# [Required action]
Give the data again exactly as it is written.

Records provided: Begin

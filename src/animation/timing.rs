//! Timing functions (easing curves) for animations.
//!
//! Timing functions control the rate of change during a tween, allowing
//! for natural-feeling motion rather than linear interpolation.
//!
//! ## Built-in Easing Functions
//!
//! - [`TimingFunction::Linear`] - Constant speed (no easing)
//! - [`TimingFunction::EaseIn`] - Starts slow, ends fast (acceleration)
//! - [`TimingFunction::EaseOut`] - Starts fast, ends slow (deceleration)
//! - [`TimingFunction::EaseInOut`] - Slow start and end, fast middle
//! - [`TimingFunction::CubicBezier`] - CSS-style cubic bezier curve
//! - [`TimingFunction::Custom`] - User-defined function
//!
//! [`TimingFunction::standard`] is the curve every bubble animation uses when
//! nothing else is configured.

use std::sync::Arc;

/// Timing function that controls the animation curve
#[derive(Clone)]
pub enum TimingFunction {
    /// Linear interpolation (constant speed)
    Linear,
    /// Starts slow, ends fast
    EaseIn,
    /// Starts fast, ends slow
    EaseOut,
    /// Starts slow, speeds up, then slows down
    EaseInOut,
    /// CSS cubic-bezier curve (x1, y1, x2, y2)
    CubicBezier(f32, f32, f32, f32),
    /// Custom timing function
    Custom(Arc<dyn Fn(f32) -> f32 + Send + Sync>),
}

impl TimingFunction {
    /// Evaluate the timing function at time t (0.0 to 1.0)
    pub fn evaluate(&self, t: f32) -> f32 {
        match self {
            TimingFunction::Linear => t,
            TimingFunction::EaseIn => ease_in(t),
            TimingFunction::EaseOut => ease_out(t),
            TimingFunction::EaseInOut => ease_in_out(t),
            TimingFunction::CubicBezier(x1, y1, x2, y2) => cubic_bezier(t, *x1, *y1, *x2, *y2),
            TimingFunction::Custom(f) => f(t),
        }
    }

    /// Create a custom timing function from a closure
    pub fn custom<F>(f: F) -> Self
    where
        F: Fn(f32) -> f32 + Send + Sync + 'static,
    {
        TimingFunction::Custom(Arc::new(f))
    }

    /// Mirror an ease-in curve into a symmetric in-out curve.
    ///
    /// The first half runs `inner` forward at double speed, the second half
    /// runs it backwards, so the result is point-symmetric around (0.5, 0.5).
    pub fn in_out(inner: TimingFunction) -> Self {
        Self::custom(move |t| {
            if t < 0.5 {
                inner.evaluate(t * 2.0) / 2.0
            } else {
                1.0 - inner.evaluate((1.0 - t) * 2.0) / 2.0
            }
        })
    }

    /// Default non-linear curve for timed animations: the in-out mirror of
    /// `cubic-bezier(0.42, 0, 1, 1)`.
    pub fn standard() -> Self {
        Self::in_out(TimingFunction::CubicBezier(0.42, 0.0, 1.0, 1.0))
    }
}

impl Default for TimingFunction {
    fn default() -> Self {
        Self::standard()
    }
}

impl std::fmt::Debug for TimingFunction {
    fn fmt(&self, f: &mut std::fmt::Formatter<'_>) -> std::fmt::Result {
        match self {
            TimingFunction::Linear => write!(f, "Linear"),
            TimingFunction::EaseIn => write!(f, "EaseIn"),
            TimingFunction::EaseOut => write!(f, "EaseOut"),
            TimingFunction::EaseInOut => write!(f, "EaseInOut"),
            TimingFunction::CubicBezier(x1, y1, x2, y2) => {
                write!(f, "CubicBezier({}, {}, {}, {})", x1, y1, x2, y2)
            }
            TimingFunction::Custom(_) => write!(f, "Custom"),
        }
    }
}

// Easing functions

fn ease_in(t: f32) -> f32 {
    t * t
}

fn ease_out(t: f32) -> f32 {
    t * (2.0 - t)
}

fn ease_in_out(t: f32) -> f32 {
    if t < 0.5 {
        2.0 * t * t
    } else {
        -1.0 + (4.0 - 2.0 * t) * t
    }
}

/// Cubic bezier curve evaluation
/// Simplified implementation assuming x1, x2 are in [0, 1]
fn cubic_bezier(t: f32, x1: f32, y1: f32, x2: f32, y2: f32) -> f32 {
    if t <= 0.0 {
        return 0.0;
    }
    if t >= 1.0 {
        return 1.0;
    }

    // Newton-Raphson: find the curve parameter whose x equals t
    let mut s = t;
    for _ in 0..8 {
        let x = bezier_component(s, x1, x2) - t;
        if x.abs() < 1e-6 {
            break;
        }
        let slope = bezier_slope(s, x1, x2);
        if slope.abs() < 1e-6 {
            break;
        }
        s = (s - x / slope).clamp(0.0, 1.0);
    }
    bezier_component(s, y1, y2)
}

/// One axis of a cubic bezier anchored at 0 and 1
fn bezier_component(s: f32, p1: f32, p2: f32) -> f32 {
    let ms = 1.0 - s;
    3.0 * ms * ms * s * p1 + 3.0 * ms * s * s * p2 + s * s * s
}

fn bezier_slope(s: f32, p1: f32, p2: f32) -> f32 {
    let ms = 1.0 - s;
    3.0 * ms * ms * p1 + 6.0 * ms * s * (p2 - p1) + 3.0 * s * s * (1.0 - p2)
}

#[cfg(test)]
mod tests {
    use super::*;

    #[test]
    fn test_linear() {
        assert_eq!(TimingFunction::Linear.evaluate(0.0), 0.0);
        assert_eq!(TimingFunction::Linear.evaluate(0.5), 0.5);
        assert_eq!(TimingFunction::Linear.evaluate(1.0), 1.0);
    }

    #[test]
    fn test_ease_in() {
        let result = TimingFunction::EaseIn.evaluate(0.5);
        assert!(result < 0.5); // Should be slower at start
    }

    #[test]
    fn test_ease_out() {
        let result = TimingFunction::EaseOut.evaluate(0.5);
        assert!(result > 0.5); // Should be faster at start
    }

    #[test]
    fn test_cubic_bezier_endpoints_are_exact() {
        let curve = TimingFunction::CubicBezier(0.42, 0.0, 1.0, 1.0);
        assert_eq!(curve.evaluate(0.0), 0.0);
        assert_eq!(curve.evaluate(1.0), 1.0);
    }

    #[test]
    fn test_standard_curve_is_symmetric_and_monotonic() {
        let curve = TimingFunction::standard();
        assert_eq!(curve.evaluate(0.0), 0.0);
        assert_eq!(curve.evaluate(1.0), 1.0);
        assert!((curve.evaluate(0.5) - 0.5).abs() < 1e-4);

        // Slow start, slow finish
        assert!(curve.evaluate(0.1) < 0.1);
        assert!(curve.evaluate(0.9) > 0.9);

        let mut previous = 0.0;
        for i in 1..=100 {
            let value = curve.evaluate(i as f32 / 100.0);
            assert!(value >= previous - 1e-5, "not monotonic at {}", i);
            previous = value;
        }
    }
}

Records provided: End

# [Result of the exercise]
filename src/animation/timing.rs
//! Timing functions (easing curves) for animations.
//!
//! Timing functions control the rate of change during a tween, allowing
//! for natural-feeling motion rather than linear interpolation.
//!
//! ## Built-in Easing Functions
//!
//! - [`TimingFunction::Linear`] - Constant speed (no easing)
//! - [`TimingFunction::EaseIn`] - Starts slow, ends fast (acceleration)
//! - [`TimingFunction::EaseOut`] - Starts fast, ends slow (deceleration)
//! - [`TimingFunction::EaseInOut`] - Slow start and end, fast middle
//! - [`TimingFunction::CubicBezier`] - CSS-style cubic bezier curve
//! - [`TimingFunction::Custom`] - User-defined function
//!
//! [`TimingFunction::standard`] is the curve every bubble animation uses when
//! nothing else is configured.

use std::sync::Arc;

/// Timing function that controls the animation curve
#[derive(Clone)]
pub enum TimingFunction {
    /// Linear interpolation (constant speed)
    Linear,
    /// Starts slow, ends fast
    EaseIn,
    /// Starts fast, ends slow
    EaseOut,
    /// Starts slow, speeds up, then slows down
    EaseInOut,
    /// CSS cubic-bezier curve (x1, y1, x2, y2)
    CubicBezier(f32, f32, f32, f32),
    /// Custom timing function
    Custom(Arc<dyn Fn(f32) -> f32 + Send + Sync>),
}

impl TimingFunction {
    /// Evaluate the timing function at time t (0.0 to 1.0)
    pub fn evaluate(&self, t: f32) -> f32 {
        match self {
            TimingFunction::Linear => t,
            TimingFunction::EaseIn => ease_in(t),
            TimingFunction::EaseOut => ease_out(t),
            TimingFunction::EaseInOut => ease_in_out(t),
            TimingFunction::CubicBezier(x1, y1, x2, y2) => cubic_bezier(t, *x1, *y1, *x2, *y2),
            TimingFunction::Custom(f) => f(t),
        }
    }

    /// Create a custom timing function from a closure
    pub fn custom<F>(f: F) -> Self
    where
        F: Fn(f32) -> f32 + Send + Sync + 'static,
    {
        TimingFunction::Custom(Arc::new(f))
    }

    /// Mirror an ease-in curve into a symmetric in-out curve.
    ///
    /// The first half runs `inner` forward at double speed, the second half
    /// runs it backwards, so the result is point-symmetric around (0.5, 0.5).
    pub fn in_out(inner: TimingFunction) -> Self {
        Self::custom(move |t| {
            if t < 0.5 {
                inner.evaluate(t * 2.0) / 2.0
            } else {
                1.0 - inner.evaluate((1.0 - t) * 2.0) / 2.0
            }
        })
    }

    /// Default non-linear curve for timed animations: the in-out mirror of
    /// `cubic-bezier(0.42, 0, 1, 1)`.
    pub fn standard() -> Self {
        Self::in_out(TimingFunction::CubicBezier(0.42, 0.0, 1.0, 1.0))
    }
}

impl Default for TimingFunction {
    fn default() -> Self {
        Self::standard()
    }
}

impl std::fmt::Debug for TimingFunction {
    fn fmt(&self, f: &mut std::fmt::Formatter<'_>) -> std::fmt::Result {
        match self {
            TimingFunction::Linear => write!(f, "Linear"),
            TimingFunction::EaseIn => write!(f, "EaseIn"),
            TimingFunction::EaseOut => write!(f, "EaseOut"),
            TimingFunction::EaseInOut => write!(f, "EaseInOut"),
            TimingFunction::CubicBezier(x1, y1, x2, y2) => {
                write!(f, "CubicBezier({}, {}, {}, {})", x1, y1, x2, y2)
            }
            TimingFunction::Custom(_) => write!(f, "Custom"),
        }
    }
}

// Easing functions

fn ease_in(t: f32) -> f32 {
    t * t
}

fn ease_out(t: f32) -> f32 {
    t * (2.0 - t)
}

fn ease_in_out(t: f32) -> f32 {
    if t < 0.5 {
        2.0 * t * t
    } else {
        -1.0 + (4.0 - 2.0 * t) * t
    }
}

/// Cubic bezier curve evaluation
/// Simplified implementation assuming x1, x2 are in [0, 1]
fn cubic_bezier(t: f32, x1: f32, y1: f32, x2: f32, y2: f32) -> f32 {
    if t <= 0.0 {
        return 0.0;
    }
    if t >= 1.0 {
        return 1.0;
    }

    // Newton-Raphson: find the curve parameter whose x equals t
    let mut s = t;
    for _ in 0..8 {
        let x = bezier_component(s, x1, x2) - t;
        if x.abs() < 1e-6 {
            break;
        }
        let slope = bezier_slope(s, x1, x2);
        if slope.abs() < 1e-6 {
            break;
        }
        s = (s - x / slope).clamp(0.0, 1.0);
    }
    bezier_component(s, y1, y2)
}

/// One axis of a cubic bezier anchored at 0 and 1
fn bezier_component(s: f32, p1: f32, p2: f32) -> f32 {
    let ms = 1.0 - s;
    3.0 * ms * ms * s * p1 + 3.0 * ms * s * s * p2 + s * s * s
}

fn bezier_slope(s: f32, p1: f32, p2: f32) -> f32 {
    let ms = 1.0 - s;
    3.0 * ms * ms * p1 + 6.0 * ms * s * (p2 - p1) + 3.0 * s * s * (1.0 - p2)
}

#[cfg(test)]
mod tests {
    use super::*;

    #[test]
    fn test_linear() {
        assert_eq!(TimingFunction::Linear.evaluate(0.0), 0.0);
        assert_eq!(TimingFunction::Linear.evaluate(0.5), 0.5);
        assert_eq!(TimingFunction::Linear.evaluate(1.0), 1.0);
    }

    #[test]
    fn test_ease_in() {
        let result = TimingFunction::EaseIn.evaluate(0.5);
        assert!(result < 0.5); // Should be slower at start
    }

    #[test]
    fn test_ease_out() {
        let result = TimingFunction::EaseOut.evaluate(0.5);
        assert!(result > 0.5); // Should be faster at start
    }

    #[test]
    fn test_cubic_bezier_endpoints_are_exact() {
        let curve = TimingFunction::CubicBezier(0.42, 0.0, 1.0, 1.0);
        assert_eq!(curve.evaluate(0.0), 0.0);
        assert_eq!(curve.evaluate(1.0), 1.0);
    }

    #[test]
    fn test_standard_curve_is_symmetric_and_monotonic() {
        let curve = TimingFunction::standard();
        assert_eq!(curve.evaluate(0.0), 0.0);
        assert_eq!(curve.evaluate(1.0), 1.0);
        assert!((curve.evaluate(0.5) - 0.5).abs() < 1e-4);

        // Slow start, slow finish
        assert!(curve.evaluate(0.1) < 0.1);
        assert!(curve.evaluate(0.9) > 0.9);

        let mut previous = 0.0;
        for i in 1..=100 {
            let value = curve.evaluate(i as f32 / 100.0);
            assert!(value >= previous - 1e-5, "not monotonic at {}", i);
            previous = value;
        }
    }
}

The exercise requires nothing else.